**Information supplied**
# # # #

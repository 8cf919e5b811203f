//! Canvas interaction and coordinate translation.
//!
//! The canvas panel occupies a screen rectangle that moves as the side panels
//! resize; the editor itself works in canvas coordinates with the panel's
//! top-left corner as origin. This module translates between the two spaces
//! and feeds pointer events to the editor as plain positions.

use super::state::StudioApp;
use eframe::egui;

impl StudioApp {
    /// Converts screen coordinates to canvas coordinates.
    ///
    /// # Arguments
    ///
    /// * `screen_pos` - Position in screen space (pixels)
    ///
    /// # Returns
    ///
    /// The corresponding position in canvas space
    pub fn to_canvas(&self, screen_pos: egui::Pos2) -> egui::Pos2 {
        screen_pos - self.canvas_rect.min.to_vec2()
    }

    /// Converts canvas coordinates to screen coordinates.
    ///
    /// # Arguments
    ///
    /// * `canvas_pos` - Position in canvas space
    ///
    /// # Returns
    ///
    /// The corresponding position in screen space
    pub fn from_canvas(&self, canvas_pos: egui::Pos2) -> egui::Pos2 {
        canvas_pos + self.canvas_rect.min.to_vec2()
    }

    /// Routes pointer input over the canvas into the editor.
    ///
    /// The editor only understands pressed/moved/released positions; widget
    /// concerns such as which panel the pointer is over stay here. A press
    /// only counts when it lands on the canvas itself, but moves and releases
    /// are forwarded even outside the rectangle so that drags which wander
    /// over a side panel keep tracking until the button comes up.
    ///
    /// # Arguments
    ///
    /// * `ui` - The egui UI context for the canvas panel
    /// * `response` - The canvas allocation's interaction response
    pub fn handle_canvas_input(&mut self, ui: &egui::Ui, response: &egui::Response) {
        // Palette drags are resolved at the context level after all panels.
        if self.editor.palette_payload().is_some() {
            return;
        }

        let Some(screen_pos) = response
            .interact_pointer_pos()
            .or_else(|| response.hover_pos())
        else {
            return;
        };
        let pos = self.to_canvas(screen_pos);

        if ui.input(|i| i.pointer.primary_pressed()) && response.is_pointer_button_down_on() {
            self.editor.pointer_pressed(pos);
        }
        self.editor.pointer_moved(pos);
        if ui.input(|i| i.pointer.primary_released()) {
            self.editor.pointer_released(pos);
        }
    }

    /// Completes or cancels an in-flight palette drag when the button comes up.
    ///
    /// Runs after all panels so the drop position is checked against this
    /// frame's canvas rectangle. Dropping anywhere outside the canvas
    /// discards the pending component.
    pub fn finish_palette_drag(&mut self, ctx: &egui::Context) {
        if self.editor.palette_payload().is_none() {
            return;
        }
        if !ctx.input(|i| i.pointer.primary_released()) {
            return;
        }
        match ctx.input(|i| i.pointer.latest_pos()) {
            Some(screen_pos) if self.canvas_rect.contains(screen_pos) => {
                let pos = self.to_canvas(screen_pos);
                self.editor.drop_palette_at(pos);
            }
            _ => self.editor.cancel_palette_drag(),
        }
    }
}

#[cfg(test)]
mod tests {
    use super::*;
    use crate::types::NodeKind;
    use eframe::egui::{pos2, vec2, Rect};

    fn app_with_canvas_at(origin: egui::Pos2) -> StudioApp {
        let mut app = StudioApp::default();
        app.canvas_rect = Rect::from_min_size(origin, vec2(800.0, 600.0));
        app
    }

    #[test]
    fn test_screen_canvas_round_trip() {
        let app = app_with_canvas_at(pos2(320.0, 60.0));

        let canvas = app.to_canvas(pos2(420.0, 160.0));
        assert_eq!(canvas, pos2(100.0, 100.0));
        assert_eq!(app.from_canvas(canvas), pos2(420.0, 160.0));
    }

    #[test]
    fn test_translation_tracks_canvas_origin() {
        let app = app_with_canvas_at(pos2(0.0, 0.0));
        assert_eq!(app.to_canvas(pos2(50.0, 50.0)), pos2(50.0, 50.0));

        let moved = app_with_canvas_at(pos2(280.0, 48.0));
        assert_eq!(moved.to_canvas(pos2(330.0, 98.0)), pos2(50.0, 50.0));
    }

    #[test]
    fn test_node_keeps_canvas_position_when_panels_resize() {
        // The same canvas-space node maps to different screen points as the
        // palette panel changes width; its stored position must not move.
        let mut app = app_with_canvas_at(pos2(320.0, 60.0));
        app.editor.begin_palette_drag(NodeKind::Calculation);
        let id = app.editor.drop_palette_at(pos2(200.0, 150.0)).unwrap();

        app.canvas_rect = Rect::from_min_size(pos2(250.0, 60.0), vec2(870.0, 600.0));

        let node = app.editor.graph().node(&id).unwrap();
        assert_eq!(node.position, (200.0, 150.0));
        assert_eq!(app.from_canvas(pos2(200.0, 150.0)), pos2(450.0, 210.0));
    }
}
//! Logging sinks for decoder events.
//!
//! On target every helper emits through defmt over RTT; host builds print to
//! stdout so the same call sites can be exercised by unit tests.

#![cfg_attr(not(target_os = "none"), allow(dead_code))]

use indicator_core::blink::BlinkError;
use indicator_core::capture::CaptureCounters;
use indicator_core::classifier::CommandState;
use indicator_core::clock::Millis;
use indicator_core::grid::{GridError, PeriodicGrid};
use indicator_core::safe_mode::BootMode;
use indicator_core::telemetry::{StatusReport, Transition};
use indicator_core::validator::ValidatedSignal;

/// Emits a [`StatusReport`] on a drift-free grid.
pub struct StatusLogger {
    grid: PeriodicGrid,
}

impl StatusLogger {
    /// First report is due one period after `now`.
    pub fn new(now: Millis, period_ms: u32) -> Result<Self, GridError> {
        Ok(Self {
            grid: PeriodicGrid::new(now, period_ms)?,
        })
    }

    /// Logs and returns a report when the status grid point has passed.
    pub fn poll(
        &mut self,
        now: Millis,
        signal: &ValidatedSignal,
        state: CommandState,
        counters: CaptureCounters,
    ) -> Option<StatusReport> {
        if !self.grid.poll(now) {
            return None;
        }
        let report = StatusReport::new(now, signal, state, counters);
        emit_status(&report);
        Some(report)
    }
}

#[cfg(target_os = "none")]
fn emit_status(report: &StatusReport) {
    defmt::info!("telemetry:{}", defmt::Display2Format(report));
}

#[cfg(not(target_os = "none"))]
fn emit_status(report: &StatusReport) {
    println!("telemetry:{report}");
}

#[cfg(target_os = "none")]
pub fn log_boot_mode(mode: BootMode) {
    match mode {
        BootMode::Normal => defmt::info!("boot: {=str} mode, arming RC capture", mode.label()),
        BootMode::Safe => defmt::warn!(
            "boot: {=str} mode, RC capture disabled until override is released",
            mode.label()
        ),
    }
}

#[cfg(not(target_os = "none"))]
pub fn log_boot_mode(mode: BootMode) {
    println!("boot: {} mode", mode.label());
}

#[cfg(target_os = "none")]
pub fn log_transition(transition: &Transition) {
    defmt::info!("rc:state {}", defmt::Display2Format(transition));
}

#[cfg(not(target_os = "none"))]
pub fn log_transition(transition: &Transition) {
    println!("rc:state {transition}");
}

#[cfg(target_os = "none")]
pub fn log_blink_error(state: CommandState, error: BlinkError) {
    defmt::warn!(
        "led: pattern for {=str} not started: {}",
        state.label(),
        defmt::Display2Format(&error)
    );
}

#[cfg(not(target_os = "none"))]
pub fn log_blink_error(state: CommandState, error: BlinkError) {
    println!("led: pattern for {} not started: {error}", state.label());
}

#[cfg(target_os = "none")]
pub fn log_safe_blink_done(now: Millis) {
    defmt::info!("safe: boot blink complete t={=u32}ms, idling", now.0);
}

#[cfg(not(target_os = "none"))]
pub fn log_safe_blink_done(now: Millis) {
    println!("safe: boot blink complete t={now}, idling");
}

# # # #

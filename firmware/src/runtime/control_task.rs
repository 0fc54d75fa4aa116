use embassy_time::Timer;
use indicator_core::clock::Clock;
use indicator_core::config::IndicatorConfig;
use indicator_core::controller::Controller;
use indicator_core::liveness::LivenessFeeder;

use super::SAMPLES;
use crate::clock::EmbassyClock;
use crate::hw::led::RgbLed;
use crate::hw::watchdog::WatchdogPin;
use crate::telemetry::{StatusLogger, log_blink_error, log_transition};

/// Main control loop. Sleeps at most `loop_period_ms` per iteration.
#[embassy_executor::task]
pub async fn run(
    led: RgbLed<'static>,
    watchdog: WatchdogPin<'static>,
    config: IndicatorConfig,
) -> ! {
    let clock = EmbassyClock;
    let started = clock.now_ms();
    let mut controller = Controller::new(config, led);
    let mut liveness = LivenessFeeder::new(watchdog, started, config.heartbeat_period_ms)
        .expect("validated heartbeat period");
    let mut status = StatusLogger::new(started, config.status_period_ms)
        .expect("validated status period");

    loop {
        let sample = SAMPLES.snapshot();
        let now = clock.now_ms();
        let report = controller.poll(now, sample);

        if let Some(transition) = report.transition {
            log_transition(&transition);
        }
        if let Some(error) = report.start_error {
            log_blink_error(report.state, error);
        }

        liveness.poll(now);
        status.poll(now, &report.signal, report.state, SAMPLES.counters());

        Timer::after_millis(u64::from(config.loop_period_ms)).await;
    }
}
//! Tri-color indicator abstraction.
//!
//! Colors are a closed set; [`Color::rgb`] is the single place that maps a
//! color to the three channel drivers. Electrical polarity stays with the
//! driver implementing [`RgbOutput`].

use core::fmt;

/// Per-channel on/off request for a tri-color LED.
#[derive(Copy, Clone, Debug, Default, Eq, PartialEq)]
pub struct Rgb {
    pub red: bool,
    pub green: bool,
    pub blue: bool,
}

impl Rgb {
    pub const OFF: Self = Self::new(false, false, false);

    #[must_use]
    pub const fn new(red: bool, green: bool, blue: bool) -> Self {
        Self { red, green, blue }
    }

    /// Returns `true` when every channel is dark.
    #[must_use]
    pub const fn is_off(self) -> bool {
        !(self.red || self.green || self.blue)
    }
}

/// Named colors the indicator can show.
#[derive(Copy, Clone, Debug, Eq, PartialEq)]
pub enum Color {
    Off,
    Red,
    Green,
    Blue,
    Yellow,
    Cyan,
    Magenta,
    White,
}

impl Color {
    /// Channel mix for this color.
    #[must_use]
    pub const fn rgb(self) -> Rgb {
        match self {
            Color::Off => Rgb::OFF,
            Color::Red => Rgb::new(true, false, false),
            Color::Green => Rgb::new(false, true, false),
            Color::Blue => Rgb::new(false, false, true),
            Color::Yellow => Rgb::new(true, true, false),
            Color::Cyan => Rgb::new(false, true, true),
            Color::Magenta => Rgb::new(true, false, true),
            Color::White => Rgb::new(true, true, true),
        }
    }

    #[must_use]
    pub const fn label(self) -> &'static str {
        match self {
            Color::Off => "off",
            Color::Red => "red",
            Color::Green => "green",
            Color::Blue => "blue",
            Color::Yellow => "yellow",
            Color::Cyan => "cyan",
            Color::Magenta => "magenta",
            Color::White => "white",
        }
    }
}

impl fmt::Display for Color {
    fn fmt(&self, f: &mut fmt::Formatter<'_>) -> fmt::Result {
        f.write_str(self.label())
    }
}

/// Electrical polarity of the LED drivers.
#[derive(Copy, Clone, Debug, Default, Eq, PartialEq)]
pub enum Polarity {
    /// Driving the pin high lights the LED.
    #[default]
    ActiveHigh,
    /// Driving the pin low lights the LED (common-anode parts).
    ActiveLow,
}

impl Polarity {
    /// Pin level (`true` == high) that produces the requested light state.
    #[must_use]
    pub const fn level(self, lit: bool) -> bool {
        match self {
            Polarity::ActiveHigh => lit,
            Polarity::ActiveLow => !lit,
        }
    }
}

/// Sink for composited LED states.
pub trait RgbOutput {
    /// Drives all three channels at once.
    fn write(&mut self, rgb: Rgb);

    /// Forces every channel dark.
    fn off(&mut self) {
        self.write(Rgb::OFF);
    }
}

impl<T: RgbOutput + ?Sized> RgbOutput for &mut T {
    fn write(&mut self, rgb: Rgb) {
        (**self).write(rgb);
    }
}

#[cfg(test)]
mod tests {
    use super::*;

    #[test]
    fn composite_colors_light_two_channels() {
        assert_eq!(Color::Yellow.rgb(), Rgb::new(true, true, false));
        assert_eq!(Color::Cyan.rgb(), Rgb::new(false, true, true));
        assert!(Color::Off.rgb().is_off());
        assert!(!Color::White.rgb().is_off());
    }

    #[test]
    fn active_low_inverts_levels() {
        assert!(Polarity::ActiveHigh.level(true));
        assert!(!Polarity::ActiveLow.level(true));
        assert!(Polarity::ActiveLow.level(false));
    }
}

# # # #

**Problem**
I would like you to report every line in the listing above that contains "Yellow".

**Solution to the problem**
    Yellow,
            Color::Yellow => Rgb::new(true, true, false),
            Color::Yellow => "yellow",
        assert_eq!(Color::Yellow.rgb(), Rgb::new(true, true, false));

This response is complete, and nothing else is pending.